By going it alone, you will also not feel compelled to make any effort and you might collapse halfway to your goal.

SOLUTION: PUBLICLY DECLARE YOUR WAR ON POUNDS!

Create a support group on Facebook, put sticky notes on the fridge, in your car, everywhere, enroll a few friends (not too many, just 2 or 3) who share the same goal so that you feel the support at all times and you have their back like they have yours.

You don’t have to publish your weight but you can publish how many pounds you lost or the % of goal you have reached, etc.

2. DEPRIVING YOURSELF — FOOD AS AN ENEMY

You have gorged yourself for a few weeks, in fact you haven’t looked at the scale since Thanksgiving! The pounds have crept on your body and have added to your figure. So you starve yourself. You look at food as evil.

Not eating or eating only one category of food (think high protein diets or mono diets), can lead to very short term good results BUT if you have read the research, the pounds almost always come back.

SOLUTION: REMIND YOURSELF THAT YOU ARE A FOOD LOVER!
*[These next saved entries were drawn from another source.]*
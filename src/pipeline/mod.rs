//! The analysis pipeline: translate, score, align, count.

use crate::input::{Manuscript, ManuscriptSource};
use crate::sentiment::{Sentiment, SentimentModel};
use crate::text::{align_sentences, SentencePair, WordCounter, WordFrequency};
use crate::translation::{translate_or_fallback, TranslationOutcome, Translator};
use crate::utils::{AnalyzerError, AppConfig, Result};
use serde::{Deserialize, Serialize};
use tracing::info;
use uuid::Uuid;

/// Everything one analysis produced. Built once, never modified.
#[derive(Debug, Clone, PartialEq, Serialize, Deserialize)]
pub struct AnalysisResult {
    pub id: Uuid,
    pub polarity: f64,
    pub subjectivity: f64,
    pub sentences: Vec<SentencePair>,
    pub word_frequencies: WordFrequency,
    pub tokens: Vec<String>,
    pub original_text: String,
    pub translated_text: String,
    pub translation: TranslationOutcome,
}

impl AnalysisResult {
    pub fn sentiment(&self) -> Sentiment {
        Sentiment::new(self.polarity, self.subjectivity)
    }
}

/// A translated sentence scored on its own.
#[derive(Debug, Clone, PartialEq, Serialize, Deserialize)]
pub struct FragmentScore {
    /// 1-based position in the text.
    pub number: usize,
    pub pair: SentencePair,
    pub sentiment: Sentiment,
}

/// Owns the translation and sentiment collaborators. Construct once and share.
pub struct TextAnalyzer<T, S> {
    translator: T,
    sentiment: S,
    counter: WordCounter,
    source_lang: String,
    target_lang: String,
}

impl<T: Translator, S: SentimentModel> TextAnalyzer<T, S> {
    pub fn new(
        translator: T,
        sentiment: S,
        counter: WordCounter,
        source_lang: impl Into<String>,
        target_lang: impl Into<String>,
    ) -> Self {
        Self {
            translator,
            sentiment,
            counter,
            source_lang: source_lang.into(),
            target_lang: target_lang.into(),
        }
    }

    pub fn from_config(translator: T, sentiment: S, config: &AppConfig) -> Self {
        Self::new(
            translator,
            sentiment,
            WordCounter::from_config(&config.analysis),
            config.translation.source_lang.clone(),
            config.translation.target_lang.clone(),
        )
    }

    pub fn counter(&self) -> &WordCounter {
        &self.counter
    }

    /// Runs the whole pipeline over typed `text`.
    pub async fn analyze(&self, text: &str) -> Result<AnalysisResult> {
        self.analyze_manuscript(&Manuscript::typed(text)).await
    }

    /// A failed translation does not fail the analysis: the original text is
    /// used in its place and the outcome records why. Blank typed input is
    /// rejected before anything is sent to the translator; an uploaded file is
    /// analyzed whatever it holds.
    pub async fn analyze_manuscript(&self, manuscript: &Manuscript) -> Result<AnalysisResult> {
        match manuscript.source {
            ManuscriptSource::Typed if manuscript.is_blank() => Err(AnalyzerError::EmptyInput),
            _ => self.run(&manuscript.text).await,
        }
    }

    async fn run(&self, text: &str) -> Result<AnalysisResult> {
        let id = Uuid::new_v4();
        info!(analysis_id = %id, chars = text.chars().count(), "Starting analysis");

        let translation =
            translate_or_fallback(&self.translator, text, &self.source_lang, &self.target_lang)
                .await;
        let translated_text = translation.text().to_string();

        let sentiment = self.sentiment.score(&translated_text);
        let sentences = align_sentences(text, &translated_text);
        let counts = self.counter.count(&translated_text);

        info!(
            analysis_id = %id,
            fallback = translation.is_fallback(),
            sentences = sentences.len(),
            tokens = counts.tokens.len(),
            polarity = sentiment.polarity,
            subjectivity = sentiment.subjectivity,
            "Analysis complete"
        );

        Ok(AnalysisResult {
            id,
            polarity: sentiment.polarity,
            subjectivity: sentiment.subjectivity,
            sentences,
            word_frequencies: counts.frequencies,
            tokens: counts.tokens,
            original_text: text.to_string(),
            translated_text,
            translation,
        })
    }

    /// Scores each of the first `limit` translated sentences separately, in
    /// order.
    pub fn annotate_fragments(&self, result: &AnalysisResult, limit: usize) -> Vec<FragmentScore> {
        result
            .sentences
            .iter()
            .take(limit)
            .enumerate()
            .map(|(i, pair)| FragmentScore {
                number: i + 1,
                pair: pair.clone(),
                sentiment: self.sentiment.score(&pair.translated),
            })
            .collect()
    }
}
I know it is hard to know that you won’t lose 20 pounds in 2 weeks but think about the next few months. Would you rather lose it quick and see it come back quick? Or would you rather lose it forever? Then learn how to cook, learn how to love food and eat the food that’s good for you, learn one new recipe at least per week. Take a cooking class to learn about healthy recipes or watch online. Food is a positive part of your life, not the enemy.

3. TOO FAST AND FURIOUS

You did not gain those extra pounds overnight. You won’t lose them overnight either. I know it sounds like a terrible wake up call but it is the truth! Expecting to change your eating habits and exercise routine drastically and instantly will shock not only your system, but your mind too and your stress levels will jump.

SOLUTION — SLOW AND STEADY WINS THE RACE

Change your habits slowly. Take one step at a time. Lose your extra pounds one day at a time. Make one major change per week and one baby change per day.

For instance:

Week 1: add a freshly squeezed lemon juice + room temperature water every morning on an empty stomach

Week 2: add a 30 min walk on an empty stomach (before breakfast, lunch or dinner, you decide)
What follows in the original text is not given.